Journalist Ross Gelbspan has also documented Michaels's more direct ties to the energy industry; in the December 1995 Harper's Magazine, Gelbspan wrote: "Michaels has received more than $115,000 over the last four years from coal and energy interests. World Climate Review, a quarterly he founded that routinely debunks climate concerns, was funded by Western Fuels". (World Climate Review's successor publication is World Climate Report, and the latter is also funded by the energy industry). All these companies have a financial stake in opposing policies that seek to combat global warming by limiting carbon emissions.

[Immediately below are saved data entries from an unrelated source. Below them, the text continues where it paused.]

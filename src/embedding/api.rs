//! HTTP-backed embedding provider: the primary "API embedding provider"
//! from the spec, batched and credential-rotating.

use std::sync::Arc;
use std::time::Duration;

use async_trait::async_trait;
use rand::Rng;
use reqwest::{Client, StatusCode};
use serde::{Deserialize, Serialize};
use tracing::{debug, warn};

use crate::credentials::CredentialFile;

use super::{EmbedError, EmbeddingProvider};

const MAX_TRANSIENT_RETRIES: u32 = 3;

#[derive(Serialize)]
struct EmbedRequest<'a> {
    input: &'a [String],
}

#[derive(Deserialize)]
struct EmbedResponse {
    embeddings: Vec<Vec<f32>>,
}

pub struct ApiEmbeddingProvider {
    client: Client,
    endpoint: String,
    dimension: usize,
    credentials: Option<Arc<CredentialFile>>,
}

impl ApiEmbeddingProvider {
    #[must_use]
    pub fn new(endpoint: String, dimension: usize, credentials: Option<Arc<CredentialFile>>) -> Self {
        Self {
            client: Client::new(),
            endpoint,
            dimension,
            credentials,
        }
    }

    async fn send(&self, texts: &[String]) -> Result<Vec<Vec<f32>>, EmbedError> {
        let mut request = self.client.post(&self.endpoint).json(&EmbedRequest { input: texts });

        if let Some(creds) = &self.credentials {
            let token = creds.current().map_err(|_| EmbedError::AuthFailed)?;
            request = request.bearer_auth(token);
        }

        let response = request.send().await.map_err(classify_transport)?;
        let status = response.status();

        if status.is_success() {
            let body: EmbedResponse = response.json().await.map_err(|e| EmbedError::Transport(e.to_string()))?;
            return Ok(body.embeddings);
        }

        Err(classify_status(status))
    }

    async fn send_with_retry(&self, texts: &[String]) -> Result<Vec<Vec<f32>>, EmbedError> {
        let mut rotated_once = false;

        for attempt in 0..=MAX_TRANSIENT_RETRIES {
            match self.send(texts).await {
                Ok(vectors) => return Ok(vectors),
                Err(EmbedError::AuthFailed) if !rotated_once => {
                    let Some(creds) = &self.credentials else {
                        return Err(EmbedError::AuthFailed);
                    };
                    if creds.invalidate_current().is_err() {
                        return Err(EmbedError::AuthFailed);
                    }
                    rotated_once = true;
                    debug!("rotated embedding credential after auth failure, retrying");
                }
                Err(err @ (EmbedError::RateLimited | EmbedError::Transport(_) | EmbedError::Unavailable)) => {
                    if attempt == MAX_TRANSIENT_RETRIES {
                        return Err(err);
                    }
                    let jitter_ms = rand::rng().random_range(0..200);
                    let backoff = Duration::from_millis(200 * 2u64.pow(attempt) + jitter_ms);
                    warn!(attempt, "transient embedding error, retrying in {backoff:?}: {err}");
                    tokio::time::sleep(backoff).await;
                }
                Err(err) => return Err(err),
            }
        }

        Err(EmbedError::Unavailable)
    }
}

#[async_trait]
impl EmbeddingProvider for ApiEmbeddingProvider {
    fn dimension(&self) -> usize {
        self.dimension
    }

    fn supports_batching(&self) -> bool {
        true
    }

    async fn embed_one(&self, text: &str) -> Result<Vec<f32>, EmbedError> {
        let texts = [text.to_string()];
        let vectors = self.send_with_retry(&texts).await?;
        vectors
            .into_iter()
            .next()
            .ok_or_else(|| EmbedError::Transport("empty response".to_string()))
    }

    async fn embed_batch(&self, texts: &[String]) -> Result<Vec<Option<Vec<f32>>>, EmbedError> {
        self.send_with_retry(texts)
            .await
            .map(|vectors| vectors.into_iter().map(Some).collect())
    }
}

fn classify_status(status: StatusCode) -> EmbedError {
    match status {
        StatusCode::PAYLOAD_TOO_LARGE => EmbedError::PayloadTooLarge,
        StatusCode::UNAUTHORIZED | StatusCode::FORBIDDEN => EmbedError::AuthFailed,
        StatusCode::TOO_MANY_REQUESTS => EmbedError::RateLimited,
        s if s.is_server_error() => EmbedError::Unavailable,
        s => EmbedError::Transport(format!("unexpected status {s}")),
    }
}

fn classify_transport(err: reqwest::Error) -> EmbedError {
    if err.is_timeout() {
        EmbedError::Unavailable
    } else {
        EmbedError::Transport(err.to_string())
    }
}

#[cfg(test)]
mod tests {
    use super::*;

    #[tokio::test]
    async fn payload_too_large_is_classified() {
        let mut server = mockito::Server::new_async().await;
        let mock = server
            .mock("POST", "/embed")
            .with_status(413)
            .create_async()
            .await;

        let provider = ApiEmbeddingProvider::new(format!("{}/embed", server.url()), 4, None);
        let err = provider.embed_one("hello").await.unwrap_err();
        assert!(matches!(err, EmbedError::PayloadTooLarge));
        mock.assert_async().await;
    }

    #[tokio::test]
    async fn successful_batch_round_trips_vectors() {
        let mut server = mockito::Server::new_async().await;
        let mock = server
            .mock("POST", "/embed")
            .with_status(200)
            .with_header("content-type", "application/json")
            .with_body(r#"{"embeddings": [[0.1, 0.2, 0.3, 0.4]]}"#)
            .create_async()
            .await;

        let provider = ApiEmbeddingProvider::new(format!("{}/embed", server.url()), 4, None);
        let vectors = provider.embed_batch(&["hi".to_string()]).await.unwrap();
        assert_eq!(vectors, vec![Some(vec![0.1, 0.2, 0.3, 0.4])]);
        mock.assert_async().await;
    }

    #[tokio::test]
    async fn auth_failure_rotates_credential_and_retries() {
        let mut server = mockito::Server::new_async().await;
        let first = server.mock("POST", "/embed").with_status(401).expect(1).create_async().await;
        let second = server
            .mock("POST", "/embed")
            .with_status(200)
            .with_header("content-type", "application/json")
            .with_body(r#"{"embeddings": [[1.0, 1.0, 1.0, 1.0]]}"#)
            .expect(1)
            .create_async()
            .await;

        let f = tempfile::NamedTempFile::new().unwrap();
        std::fs::write(f.path(), "key-a\nkey-b\n").unwrap();
        let creds = Arc::new(CredentialFile::load(f.path()).unwrap());

        let provider = ApiEmbeddingProvider::new(format!("{}/embed", server.url()), 4, Some(creds.clone()));
        let vectors = provider.embed_one("hi").await.unwrap();
        assert_eq!(vectors, vec![1.0, 1.0, 1.0, 1.0]);
        assert_eq!(creds.current().unwrap(), "key-b");

        first.assert_async().await;
        second.assert_async().await;
    }
}
//! UTF-8-safe string truncation utilities
//!
//! This module provides safe string slicing functions that respect UTF-8 character
//! boundaries, preventing panics when working with multi-byte characters like
//! box-drawing symbols (â”Œâ”€â”), emoji, and other Unicode characters.

/// Safely truncate a string to a maximum number of CHARACTERS (not bytes).
///
/// This function respects UTF-8 character boundaries and will never panic,
/// even with multi-byte characters like box-drawing symbols or emoji.
///
/// # Arguments
/// * `s` - String slice to truncate
/// * `max_chars` - Maximum number of Unicode characters (not bytes)
///
/// # Returns
/// * String slice containing at most `max_chars` characters, or the full string
///   if it's shorter than `max_chars`
///
/// # Performance
/// * O(n) where n = max_chars (iterates through characters)
/// * Zero allocation - returns slice of original string
///
/// # Examples
/// ```
/// # use docs_ingest::utils::string_utils::safe_truncate_chars;
/// // ASCII characters (1 byte each)
/// assert_eq!(safe_truncate_chars("Hello, World!", 5), "Hello");
///
/// // Multi-byte UTF-8 characters (3 bytes each)
/// let text = "â”Œâ”€â”€â”€â”€â”€â”€â”€â” â”Œâ”€â”€â”€â”€â”€â”€â”€â” â”Œâ”€â”€â”€â”€â”€â”€â”€â”";
/// assert_eq!(safe_truncate_chars(text, 9), "â”Œâ”€â”€â”€â”€â”€â”€â”€â”");
///
/// // Emoji (4 bytes each)
/// assert_eq!(safe_truncate_chars("ðŸŽ‰ðŸŽŠðŸŽˆ", 2), "ðŸŽ‰ðŸŽŠ");
///
/// // String shorter than max_chars
/// assert_eq!(safe_truncate_chars("Hi", 100), "Hi");
/// ```
#[inline]
pub fn safe_truncate_chars(s: &str, max_chars: usize) -> &str {
    match s.char_indices().nth(max_chars) {
        None => s, // String has fewer than max_chars characters
        Some((byte_idx, _)) => &s[..byte_idx], // Slice at char boundary
    }
}

/// Find a safe byte index for truncation, preferring word boundaries.
///
/// This function finds the byte index of the last word boundary (whitespace or
/// punctuation) within the first `max_chars` characters. If no boundary is found,
/// returns the byte index of the `max_chars`-th character.
///
/// # Arguments
/// * `s` - String slice to analyze
/// * `max_chars` - Maximum number of characters to consider
/// * `boundary_chars` - String containing characters considered word boundaries
///   (e.g., " -,;:" for whitespace and common punctuation)
///
/// # Returns
/// * Byte index of the last word boundary within first `max_chars` characters,
///   or byte index of `max_chars`-th character if no boundary found,
///   or length of string if string is shorter than `max_chars`
///
/// # Examples
/// ```
/// # use docs_ingest::utils::string_utils::safe_truncate_boundary;
/// let text = "Hello, wonderful world of Unicode!";
/// 
/// // Find boundary within first 20 chars
/// let idx = safe_truncate_boundary(text, 20, " ,;:");
/// assert_eq!(&text[..idx], "Hello, wonderful");
///
/// // Works with multi-byte characters
/// let text = "Box drawing: â”Œâ”€â” and more symbols";
/// let idx = safe_truncate_boundary(text, 20, " ");
/// assert_eq!(&text[..idx], "Box drawing: â”Œâ”€â”");
/// ```
pub fn safe_truncate_boundary(s: &str, max_chars: usize, boundary_chars: &str) -> usize {
    // Find byte index of max_chars-th character (or end of string)
    let max_byte_idx = s
        .char_indices()
        .nth(max_chars)
        .map(|(idx, _)| idx)
        .unwrap_or(s.len());

    // Search backwards from max_byte_idx for a word boundary
    // rfind on a slice returns position relative to slice start
    s[..max_byte_idx]
        .rfind(|c: char| c.is_whitespace() || boundary_chars.contains(c))
        .unwrap_or(max_byte_idx)
}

Michaels is part of a small and dwindling cadre of scientists who remain skeptical about the effect of human activities on global warming and the seriousness of the potential impact. An article from the Pacific Institute for Studies in Development, Environment, and Security -- a liberal-leaning policy and research institute -- recounted a 2003 incident in which Michaels threatened to sue a fellow scientist Peter Gleick, after Gleick told The Star Press of Muncie, Indiana, that Michaels "is one of a very small minority of nay-sayers who continue to dispute the facts and science about climate change in the face of compelling, overwhelming, and growing evidence. ... I consider that Michaels is to the science of climate change like the Flat Earth Society is to the science of planetary shape." The Pacific Institute article also quoted Harvard University professor John Holdren, who told the U.S. Senate Republican Policy Committee, "Michaels is another of the handful of U.S. climate-change contrarians, but lacks Richard Lindzen's scientific stature. He has published little if anything of distinction in the professional literature, being noted rather for his shrill op-ed pieces and indiscriminate denunciations of virtually every finding of mainstream climate science."